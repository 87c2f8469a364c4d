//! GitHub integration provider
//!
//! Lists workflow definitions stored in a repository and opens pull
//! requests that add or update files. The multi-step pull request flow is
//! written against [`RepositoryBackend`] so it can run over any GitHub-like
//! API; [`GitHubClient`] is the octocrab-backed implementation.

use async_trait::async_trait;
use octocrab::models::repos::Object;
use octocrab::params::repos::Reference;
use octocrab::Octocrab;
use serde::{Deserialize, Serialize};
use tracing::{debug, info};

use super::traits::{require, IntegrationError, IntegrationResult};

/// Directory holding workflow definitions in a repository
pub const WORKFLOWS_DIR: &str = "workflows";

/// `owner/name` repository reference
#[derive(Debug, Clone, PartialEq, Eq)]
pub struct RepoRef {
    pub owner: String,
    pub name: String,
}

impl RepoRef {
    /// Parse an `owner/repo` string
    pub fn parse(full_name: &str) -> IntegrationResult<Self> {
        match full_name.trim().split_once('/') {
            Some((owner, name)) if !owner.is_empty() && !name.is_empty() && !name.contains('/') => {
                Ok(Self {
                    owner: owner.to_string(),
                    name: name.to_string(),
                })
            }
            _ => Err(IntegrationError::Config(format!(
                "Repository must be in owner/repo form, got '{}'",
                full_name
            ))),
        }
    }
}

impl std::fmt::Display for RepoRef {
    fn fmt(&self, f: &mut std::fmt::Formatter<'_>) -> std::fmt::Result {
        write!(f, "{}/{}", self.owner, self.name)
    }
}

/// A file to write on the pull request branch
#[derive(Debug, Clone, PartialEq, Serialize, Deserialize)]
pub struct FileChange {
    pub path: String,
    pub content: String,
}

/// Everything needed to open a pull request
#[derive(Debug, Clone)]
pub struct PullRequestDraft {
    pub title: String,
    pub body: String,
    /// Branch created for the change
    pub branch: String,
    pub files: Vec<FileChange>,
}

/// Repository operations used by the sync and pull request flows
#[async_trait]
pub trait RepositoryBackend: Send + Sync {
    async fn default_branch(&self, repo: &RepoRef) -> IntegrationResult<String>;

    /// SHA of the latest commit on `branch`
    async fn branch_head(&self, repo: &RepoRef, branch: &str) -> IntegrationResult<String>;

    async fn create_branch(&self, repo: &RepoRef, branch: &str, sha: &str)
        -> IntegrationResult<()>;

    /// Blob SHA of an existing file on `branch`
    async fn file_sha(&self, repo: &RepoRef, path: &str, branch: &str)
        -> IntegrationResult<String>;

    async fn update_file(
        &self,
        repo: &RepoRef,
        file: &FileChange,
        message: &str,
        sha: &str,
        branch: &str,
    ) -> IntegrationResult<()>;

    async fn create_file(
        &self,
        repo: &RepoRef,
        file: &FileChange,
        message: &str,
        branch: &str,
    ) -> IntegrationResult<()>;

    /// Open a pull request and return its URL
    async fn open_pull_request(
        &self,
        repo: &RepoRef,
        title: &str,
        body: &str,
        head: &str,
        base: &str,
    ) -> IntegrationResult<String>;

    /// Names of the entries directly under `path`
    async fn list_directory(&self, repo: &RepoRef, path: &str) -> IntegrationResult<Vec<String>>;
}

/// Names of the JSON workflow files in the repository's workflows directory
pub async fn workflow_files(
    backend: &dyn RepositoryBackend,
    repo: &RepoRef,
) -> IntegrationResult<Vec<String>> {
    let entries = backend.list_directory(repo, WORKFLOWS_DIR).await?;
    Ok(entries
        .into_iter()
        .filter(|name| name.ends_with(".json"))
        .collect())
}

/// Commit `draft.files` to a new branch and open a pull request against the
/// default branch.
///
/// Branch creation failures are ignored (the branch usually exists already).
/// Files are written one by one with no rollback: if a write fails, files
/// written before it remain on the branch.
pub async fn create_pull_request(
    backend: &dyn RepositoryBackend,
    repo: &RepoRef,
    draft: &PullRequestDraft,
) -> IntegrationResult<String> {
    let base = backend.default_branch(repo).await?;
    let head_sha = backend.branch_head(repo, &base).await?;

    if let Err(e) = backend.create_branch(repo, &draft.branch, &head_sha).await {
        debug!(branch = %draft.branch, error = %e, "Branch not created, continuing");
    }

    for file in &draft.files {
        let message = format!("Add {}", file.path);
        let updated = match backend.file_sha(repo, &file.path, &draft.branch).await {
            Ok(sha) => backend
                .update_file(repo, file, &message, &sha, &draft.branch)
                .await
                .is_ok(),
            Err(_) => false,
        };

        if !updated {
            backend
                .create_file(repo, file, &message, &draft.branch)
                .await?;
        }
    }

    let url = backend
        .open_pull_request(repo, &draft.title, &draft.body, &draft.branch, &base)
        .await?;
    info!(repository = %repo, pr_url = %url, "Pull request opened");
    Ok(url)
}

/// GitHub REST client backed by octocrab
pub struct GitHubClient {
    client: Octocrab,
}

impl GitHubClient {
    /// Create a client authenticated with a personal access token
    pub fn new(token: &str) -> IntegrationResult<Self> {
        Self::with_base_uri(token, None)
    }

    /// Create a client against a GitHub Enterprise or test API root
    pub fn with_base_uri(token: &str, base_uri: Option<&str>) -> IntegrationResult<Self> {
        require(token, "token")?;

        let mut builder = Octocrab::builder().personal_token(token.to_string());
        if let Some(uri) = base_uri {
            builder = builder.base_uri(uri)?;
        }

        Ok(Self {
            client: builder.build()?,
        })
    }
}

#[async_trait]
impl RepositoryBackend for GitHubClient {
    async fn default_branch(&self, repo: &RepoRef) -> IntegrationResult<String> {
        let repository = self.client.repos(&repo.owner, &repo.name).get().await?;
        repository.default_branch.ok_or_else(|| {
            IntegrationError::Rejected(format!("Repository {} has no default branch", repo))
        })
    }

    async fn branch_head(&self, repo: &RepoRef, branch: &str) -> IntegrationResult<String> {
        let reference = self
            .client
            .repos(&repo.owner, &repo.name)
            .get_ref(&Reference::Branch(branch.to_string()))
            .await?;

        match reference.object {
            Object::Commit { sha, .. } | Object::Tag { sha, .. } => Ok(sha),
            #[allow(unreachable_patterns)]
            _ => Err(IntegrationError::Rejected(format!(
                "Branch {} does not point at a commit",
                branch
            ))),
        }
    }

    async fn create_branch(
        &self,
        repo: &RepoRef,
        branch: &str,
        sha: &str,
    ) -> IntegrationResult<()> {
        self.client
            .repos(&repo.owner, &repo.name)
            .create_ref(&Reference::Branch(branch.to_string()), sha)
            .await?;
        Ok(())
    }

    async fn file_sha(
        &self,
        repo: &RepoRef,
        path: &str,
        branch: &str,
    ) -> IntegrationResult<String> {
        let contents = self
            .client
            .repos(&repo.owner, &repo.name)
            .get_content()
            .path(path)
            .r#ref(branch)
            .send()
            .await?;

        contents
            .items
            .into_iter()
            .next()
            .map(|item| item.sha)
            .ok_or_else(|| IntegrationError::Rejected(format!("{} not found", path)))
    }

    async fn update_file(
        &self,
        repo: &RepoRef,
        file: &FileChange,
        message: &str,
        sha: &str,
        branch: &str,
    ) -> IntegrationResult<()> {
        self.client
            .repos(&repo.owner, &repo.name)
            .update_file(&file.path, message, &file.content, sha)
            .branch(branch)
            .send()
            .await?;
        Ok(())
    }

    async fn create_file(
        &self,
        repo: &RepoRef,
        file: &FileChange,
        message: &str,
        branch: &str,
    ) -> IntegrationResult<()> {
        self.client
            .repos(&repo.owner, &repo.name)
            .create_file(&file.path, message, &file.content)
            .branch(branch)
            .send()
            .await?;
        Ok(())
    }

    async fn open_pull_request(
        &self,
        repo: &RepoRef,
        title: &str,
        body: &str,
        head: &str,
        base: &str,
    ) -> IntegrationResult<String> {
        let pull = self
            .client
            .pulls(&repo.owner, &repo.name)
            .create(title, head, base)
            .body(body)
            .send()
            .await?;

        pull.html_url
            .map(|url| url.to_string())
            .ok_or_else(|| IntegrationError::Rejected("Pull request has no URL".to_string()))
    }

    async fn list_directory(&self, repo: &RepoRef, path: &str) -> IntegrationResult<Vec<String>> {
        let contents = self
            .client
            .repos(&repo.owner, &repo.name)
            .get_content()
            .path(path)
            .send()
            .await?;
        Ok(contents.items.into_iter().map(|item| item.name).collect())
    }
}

WHAT TO PRODUCE — In the records above, which lines hold the string "definitions"? Copy each one.

SOLUTION FOR THIS TASK —
//! Lists workflow definitions stored in a repository and opens pull
/// Directory holding workflow definitions in a repository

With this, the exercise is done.